Я думаю о людях, которые связаны с трагедией Надежды Буяновой.
Ольга Федина делает карьеру и, безусловно, будет делать её и дальше. Что потом? Вероятность, что Федина доживёт до падения режима, достаточно велика. Понятно, кстати, что теперь она будет всеми силами поддерживать власть, понимая, что рухнет власть — рухнет и её, Ольги Фединой, жизнь.
И что дальше делать с Ольгой Фединой? Точно могу сказать, что судить её никто не будет, если, конечно, ФБК не найдёт у неё какой-нибудь виллы, купленной на взятки. Да и статьи нет такой, по которой её можно было бы судить.
Сразу вспоминается процесс над совсем другими судьями. В Нюрнберге в 1947 году на скамье подсудимых оказались 16 нацистских юристов. Ясно, что преступления их были куда масштабнее, чем преступление Ольги Фединой. Она незаконно отправила в тюрьму «всего» одного человека (хотя, кто знает, может, и больше), а в Нюрнберге шла речь о тех, кто создавал и реализовывал законы, положенные в основу уничтожения миллионов.
Но мы ведь говорим не только об Ольге Фединой, а о том, как вообще в будущем поступать с судьями.
Телфорд Тейлор, выступавший обвинителем на процессе юристов, заявил:
«Перед нами необычное дело, потому что подсудимым предъявлено обвинение в преступлениях, совершённых во имя закона. Эти люди, также как их умершие или бежавшие коллеги, были воплощением того, что в Третьем Рейхе выдавалось за юстицию... Обвинение в данном случае основывается на утверждении о том, что эти люди, возглавлявшие германскую юридическую систему, осознанно и целенаправленно подавляли законность, участвовали в кощунственном маскараде, выдавая тиранию за юстицию, и превратили германскую юридическую систему в двигатель деспотизма, захватов, грабежей и убийств».
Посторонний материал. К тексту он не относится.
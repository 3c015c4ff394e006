//! HTTP API application wiring (Axum router + service wiring).
//!
//! - `services.rs`: backend selection and service construction
//! - `routes/`: HTTP routes + handlers (one file per domain area)
//! - `dto.rs`: request DTOs and the JSON response envelope
//! - `errors.rs`: consistent error responses

use std::sync::Arc;

use axum::{routing::get, Extension, Router};
use tower::ServiceBuilder;

pub mod dto;
pub mod errors;
pub mod routes;
pub mod services;

/// Build the full HTTP router (public entrypoint used by `main.rs`).
///
/// Backends are selected from the environment; see
/// [`services::build_services`].
pub async fn build_app() -> Router {
    let services = Arc::new(services::build_services().await);
    build_router(services)
}

/// Router over explicit services (used by tests to inject backends).
pub fn build_router(services: Arc<services::AppServices>) -> Router {
    Router::new()
        .route("/health", get(routes::system::health))
        .merge(routes::router())
        .layer(ServiceBuilder::new().layer(Extension(services)))
}
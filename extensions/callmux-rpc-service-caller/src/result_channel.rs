use callmux::error::ServiceError;
use futures::{
    Stream, StreamExt,
    channel::mpsc::{UnboundedReceiver, UnboundedSender, unbounded},
    stream::FusedStream,
    task::{Context, Poll},
};
use std::pin::Pin;

type ResultItem<T> = Result<T, ServiceError>;

/// Creates the single-writer hand-off between a call's handler and the code
/// awaiting its results.
///
/// The producer side never blocks, so it can be driven from the connection's
/// event loop while the consumer is polled from any other task or thread.
pub fn result_channel<T>() -> (ResultProducer<T>, ResultConsumer<T>) {
    let (tx, rx) = unbounded();

    (
        ResultProducer {
            tx: Some(tx),
            state: ProducerState::Open,
        },
        ResultConsumer {
            rx,
            terminal: None,
            finished: false,
        },
    )
}

#[derive(Debug, Copy, Clone, Eq, PartialEq)]
pub enum ProducerState {
    Open,
    /// Ended normally; the consumer sees the end of the sequence.
    Closed,
    /// Ended with an error; the consumer sees that error last.
    Failed,
}

/// Writing half of a result channel.
///
/// Once closed or failed, every further `write`, `error` or `close` is
/// ignored, regardless of what the transport delivers afterwards. Dropping
/// a producer that is still open fails the channel with a transport error.
pub struct ResultProducer<T> {
    tx: Option<UnboundedSender<ResultItem<T>>>,
    state: ProducerState,
}

impl<T> ResultProducer<T> {
    /// Appends one value. Returns whether it was queued for the consumer.
    pub fn write(&mut self, value: T) -> bool {
        let Some(tx) = self.tx.as_ref() else {
            tracing::trace!(state = ?self.state, "ignoring write after terminal state");
            return false;
        };

        if tx.unbounded_send(Ok(value)).is_err() {
            tracing::trace!("result consumer dropped; discarding value");
            return false;
        }

        true
    }

    /// Fails the channel. Only the first terminal signal takes effect.
    pub fn error(&mut self, error: ServiceError) -> bool {
        let Some(tx) = self.tx.take() else {
            tracing::trace!(state = ?self.state, %error, "ignoring error after terminal state");
            return false;
        };

        self.state = ProducerState::Failed;

        if tx.unbounded_send(Err(error)).is_err() {
            tracing::trace!("result consumer dropped; discarding error");
        }

        true
    }

    /// Ends the sequence successfully.
    pub fn close(&mut self) -> bool {
        if self.tx.take().is_none() {
            return false;
        }

        self.state = ProducerState::Closed;
        true
    }

    pub fn state(&self) -> ProducerState {
        self.state
    }

    pub fn is_terminated(&self) -> bool {
        self.state != ProducerState::Open
    }
}

impl<T> Drop for ResultProducer<T> {
    fn drop(&mut self) {
        if self.state == ProducerState::Open {
            tracing::debug!("result producer dropped before completion");
            self.error(ServiceError::Transport("call dropped before completion".into()));
        }
    }
}

/// Reading half of a result channel.
///
/// As a `Stream` it yields values in the order they were written, then at
/// most one error, then ends. `recv` additionally re-raises the terminal
/// error on every call after it was first observed.
pub struct ResultConsumer<T> {
    rx: UnboundedReceiver<ResultItem<T>>,
    terminal: Option<ServiceError>,
    finished: bool,
}

impl<T> ResultConsumer<T> {
    /// Waits for the next value.
    ///
    /// `Ok(None)` means the call completed without error and no further
    /// values will arrive.
    pub async fn recv(&mut self) -> Result<Option<T>, ServiceError> {
        if let Some(error) = &self.terminal {
            return Err(error.clone());
        }

        match self.next().await {
            Some(Ok(value)) => Ok(Some(value)),
            Some(Err(error)) => Err(error),
            None => Ok(None),
        }
    }

    /// Drains the sequence, failing on the first error.
    pub async fn collect_values(mut self) -> Result<Vec<T>, ServiceError> {
        let mut values = Vec::new();

        while let Some(value) = self.recv().await? {
            values.push(value);
        }

        Ok(values)
    }

    /// The error that terminated the sequence, once it has been observed.
    pub fn terminal_error(&self) -> Option<&ServiceError> {
        self.terminal.as_ref()
    }
}

impl<T> Stream for ResultConsumer<T> {
    type Item = ResultItem<T>;

    fn poll_next(self: Pin<&mut Self>, cx: &mut Context<'_>) -> Poll<Option<Self::Item>> {
        let this = self.get_mut();

        if this.finished {
            return Poll::Ready(None);
        }

        match this.rx.poll_next_unpin(cx) {
            Poll::Ready(Some(Ok(value))) => Poll::Ready(Some(Ok(value))),
            Poll::Ready(Some(Err(error))) => {
                this.terminal = Some(error.clone());
                this.finished = true;
                Poll::Ready(Some(Err(error)))
            }
            Poll::Ready(None) => {
                this.finished = true;
                Poll::Ready(None)
            }
            Poll::Pending => Poll::Pending,
        }
    }
}

impl<T> FusedStream for ResultConsumer<T> {
    fn is_terminated(&self) -> bool {
        self.finished
    }
}
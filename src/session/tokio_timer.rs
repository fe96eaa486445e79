use crate::session::{Timer, TimerCallback, TimerFactory};
use std::time::Duration;
use tokio::runtime::{Handle, TryCurrentError};
use tokio::task::JoinHandle;

/// Creates timers that sleep on a Tokio runtime.
#[derive(Clone)]
pub struct TokioTimerFactory {
    handle: Handle,
}

impl TokioTimerFactory {
    pub fn new(handle: Handle) -> Self {
        Self { handle }
    }

    /// Binds to the runtime the caller is running on.
    pub fn try_current() -> Result<Self, TryCurrentError> {
        Handle::try_current().map(Self::new)
    }
}

impl TimerFactory for TokioTimerFactory {
    fn create_timer(&self) -> Box<dyn Timer> {
        Box::new(TokioTimer {
            handle: self.handle.clone(),
            task: None,
        })
    }
}

/// One-shot timer backed by a spawned `tokio::time::sleep`.
///
/// Disarming aborts the sleeping task; a callback that has already started
/// running is not interrupted.
pub struct TokioTimer {
    handle: Handle,
    task: Option<JoinHandle<()>>,
}

impl Timer for TokioTimer {
    fn arm(&mut self, after: Duration, on_expire: TimerCallback) {
        self.disarm();

        self.task = Some(self.handle.spawn(async move {
            tokio::time::sleep(after).await;
            on_expire();
        }));
    }

    fn disarm(&mut self) {
        if let Some(task) = self.task.take() {
            task.abort();
        }
    }

    fn is_armed(&self) -> bool {
        self.task.as_ref().is_some_and(|task| !task.is_finished())
    }
}

impl Drop for TokioTimer {
    fn drop(&mut self) {
        self.disarm();
    }
}
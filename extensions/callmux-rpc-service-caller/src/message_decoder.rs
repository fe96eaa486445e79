use crate::ResultProducer;
use callmux::error::ServiceError;
use callmux::wire::{Envelope, MessageTag};
use callmux_rpc_service::{ResultCategory, ResultShape, Unpacker};

/// Turns envelopes addressed to one call into writes on its producer.
///
/// - `Chunk`: decoded with the shape's unpacker and written. Shapes without a
///   value ignore chunks entirely. A payload that fails to decode fails the
///   producer with `ServiceError::Decode`.
/// - `Error`: the `{code, message}` payload fails the producer with
///   `ServiceError::Remote`.
/// - `Choke`: closes the producer without error.
pub struct MessageDecoder<T> {
    unpacker: Unpacker<T>,
}

impl<T> MessageDecoder<T> {
    pub fn new(unpacker: Unpacker<T>) -> Self {
        Self { unpacker }
    }

    pub fn for_shape<S>() -> Self
    where
        S: ResultShape<Item = T>,
    {
        Self::new(S::unpacker())
    }

    pub fn category(&self) -> ResultCategory {
        self.unpacker.category()
    }

    pub fn decode(&self, producer: &mut ResultProducer<T>, envelope: &Envelope) {
        match envelope.tag {
            MessageTag::Chunk => match self.unpacker.unpack(&envelope.payload) {
                None => {
                    tracing::trace!(
                        session_id = envelope.session_id,
                        "ignoring chunk for result without a value"
                    );
                }
                Some(Ok(value)) => {
                    producer.write(value);
                }
                Some(Err(fault)) => {
                    tracing::warn!(session_id = envelope.session_id, %fault, "malformed chunk");
                    producer.error(ServiceError::Decode(fault));
                }
            },
            MessageTag::Error => match envelope.decode_error_payload() {
                Ok((code, message)) => {
                    producer.error(ServiceError::Remote { code, message });
                }
                Err(fault) => {
                    tracing::warn!(session_id = envelope.session_id, %fault, "malformed error");
                    producer.error(ServiceError::Decode(fault));
                }
            },
            MessageTag::Choke => {
                producer.close();
            }
        }
    }
}
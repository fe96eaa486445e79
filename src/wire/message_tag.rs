use num_enum::{IntoPrimitive, TryFromPrimitive};

/// Dispatch tag carried by every inbound envelope.
///
/// `Chunk` carries one unit of result payload, `Error` carries a
/// `{code, message}` pair and `Choke` ends the stream successfully.
#[repr(u8)]
#[derive(Debug, Copy, Clone, Eq, PartialEq, Hash, TryFromPrimitive, IntoPrimitive)]
pub enum MessageTag {
    Chunk = 0,
    Error = 1,
    Choke = 2,
}

impl MessageTag {
    /// Whether delivering this tag ends the session from the connection's
    /// point of view.
    pub fn is_terminal(self) -> bool {
        matches!(self, MessageTag::Error | MessageTag::Choke)
    }
}
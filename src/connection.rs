mod service_connection;

pub use service_connection::{EmitFn, ServiceConnection};
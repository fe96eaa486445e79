#![allow(dead_code)]

use callmux::connection::ServiceConnection;
use callmux::error::ServiceError;
use callmux::session::{ManualClock, ServiceHandler};
use callmux::wire::Envelope;
use std::sync::{Arc, Mutex};

/// Everything a `RecordingHandler` was handed, shared with the test body.
#[derive(Default)]
pub struct Recorded {
    pub messages: Vec<Envelope>,
    pub errors: Vec<ServiceError>,
}

pub type SharedRecord = Arc<Mutex<Recorded>>;

/// Handler that records deliveries and turns terminal after an error or a
/// terminal tag, mimicking a real producer.
pub struct RecordingHandler {
    record: SharedRecord,
    terminated: bool,
}

impl RecordingHandler {
    pub fn new() -> (Box<Self>, SharedRecord) {
        let record = SharedRecord::default();
        let handler = Box::new(Self {
            record: record.clone(),
            terminated: false,
        });
        (handler, record)
    }
}

impl ServiceHandler for RecordingHandler {
    fn handle_message(&mut self, envelope: &Envelope) {
        if self.terminated {
            return;
        }
        if envelope.tag.is_terminal() {
            self.terminated = true;
        }
        self.record.lock().unwrap().messages.push(envelope.clone());
    }

    fn error(&mut self, error: ServiceError) {
        if self.terminated {
            return;
        }
        self.terminated = true;
        self.record.lock().unwrap().errors.push(error);
    }

    fn is_terminated(&self) -> bool {
        self.terminated
    }
}

/// A connection whose outbound frames are collected into `sent`.
pub fn connection_with_clock() -> (Arc<ServiceConnection>, ManualClock, Arc<Mutex<Vec<Vec<u8>>>>) {
    let clock = ManualClock::new();
    let sent = Arc::new(Mutex::new(Vec::new()));

    let connection = ServiceConnection::new(
        {
            let sent = sent.clone();
            move |bytes: Vec<u8>| sent.lock().unwrap().push(bytes)
        },
        Arc::new(clock.clone()),
    );

    (connection, clock, sent)
}
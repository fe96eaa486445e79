mod read_blob;

pub use read_blob::ReadBlob;
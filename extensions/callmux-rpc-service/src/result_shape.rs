use callmux::error::DecodeFault;
use std::convert::Infallible;
use std::marker::PhantomData;

/// How a method's declared result is carried by chunk envelopes.
#[derive(Debug, Copy, Clone, Eq, PartialEq, Hash)]
pub enum ResultCategory {
    /// The method never produces a value; only errors and stream end matter.
    NoValue,
    /// Chunk payloads are handed to the caller verbatim.
    RawBytes,
    /// Each chunk payload is one `bitcode`-encoded value (or tuple of values).
    Value,
}

pub type UnpackFn<T> = fn(&[u8]) -> Result<T, DecodeFault>;

/// The decoding routine selected for one result shape.
///
/// Resolved once per method from its `ResultShape`; handlers keep it as a
/// plain function pointer, so no type inspection happens per chunk.
pub struct Unpacker<T> {
    category: ResultCategory,
    unpack: Option<UnpackFn<T>>,
}

impl<T> Clone for Unpacker<T> {
    fn clone(&self) -> Self {
        *self
    }
}

impl<T> Copy for Unpacker<T> {}

impl<T> Unpacker<T> {
    pub fn category(&self) -> ResultCategory {
        self.category
    }

    /// Decodes one chunk payload.
    ///
    /// Returns `None` for shapes that carry no value, without looking at the
    /// payload.
    pub fn unpack(&self, payload: &[u8]) -> Option<Result<T, DecodeFault>> {
        self.unpack.map(|unpack| unpack(payload))
    }
}

/// Type-level description of a method's result.
///
/// Implemented by the three marker types `NoValue`, `RawBytes` and
/// `Value<T>`; an `RpcEvent` names one of them as its `Result`.
pub trait ResultShape: 'static {
    /// What the caller's result stream yields.
    type Item: Send + 'static;

    const CATEGORY: ResultCategory;

    fn unpacker() -> Unpacker<Self::Item>;
}

pub struct NoValue;

impl ResultShape for NoValue {
    type Item = Infallible;

    const CATEGORY: ResultCategory = ResultCategory::NoValue;

    fn unpacker() -> Unpacker<Self::Item> {
        Unpacker {
            category: Self::CATEGORY,
            unpack: None,
        }
    }
}

pub struct RawBytes;

impl ResultShape for RawBytes {
    type Item = Vec<u8>;

    const CATEGORY: ResultCategory = ResultCategory::RawBytes;

    fn unpacker() -> Unpacker<Self::Item> {
        Unpacker {
            category: Self::CATEGORY,
            unpack: Some(unpack_raw),
        }
    }
}

/// A result decoded with `bitcode`; use a tuple for multi-field results.
pub struct Value<T>(PhantomData<fn() -> T>);

impl<T> ResultShape for Value<T>
where
    T: bitcode::DecodeOwned + Send + 'static,
{
    type Item = T;

    const CATEGORY: ResultCategory = ResultCategory::Value;

    fn unpacker() -> Unpacker<Self::Item> {
        Unpacker {
            category: Self::CATEGORY,
            unpack: Some(unpack_value::<T>),
        }
    }
}

fn unpack_raw(payload: &[u8]) -> Result<Vec<u8>, DecodeFault> {
    Ok(payload.to_vec())
}

fn unpack_value<T>(payload: &[u8]) -> Result<T, DecodeFault>
where
    T: bitcode::DecodeOwned,
{
    bitcode::decode::<T>(payload)
        .map_err(|e| DecodeFault::new(std::any::type_name::<T>(), e.to_string()))
}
Ни один из обвиняемых не признал себя виновным. В поразительном фильме Стэнли Крамера «Нюрнбергский процесс», основанном на материалах этого суда, главный подсудимый Эрнст Яннинг долго отказывается участвовать в рассмотрении своего дела и просто молча сидит на заседаниях, но в конце концов произносит длинную речь, признавая свою вину. Насколько я понимаю, в реальности никто такой речи не произнёс.
Из 16 обвиняемых двое не дошли до суда: один покончил с собой, другой был слишком болен, чтобы предстать перед судьями. Шестеро получили от пяти до десяти лет тюрьмы, четверо — пожизненное, четверо были оправданы.
Из осуждённых один умер в заключении, а остальным рано или поздно сократили сроки.
А ещё интереснее история человека, против которого даже не было открыто дело.
Ханс Глобке был крупным юристом и до прихода нацистов к власти, и во времена Третьего рейха, и в послевоенной Германии. Более того, он участвовал в разработке печально известных Нюрнбергских расовых законов, которые лишили евреев немецкого гражданства и сделали любые сексуальные отношения между евреями и неевреями уголовным преступлением.
Позже Глобке занимал высокую должность в министерстве юстиции. При нём был выпущен закон, по которому каждый еврей в Германии должен был добавить к своему имени «Израиль», а каждая еврейка — «Сара»: это облегчало выявление будущих жертв. Также при Глобке евреи на захваченных землях также объявлялись лицами без гражданства — что резко осложняло положение беженцев и снижало шанс на получение визы в другую страну.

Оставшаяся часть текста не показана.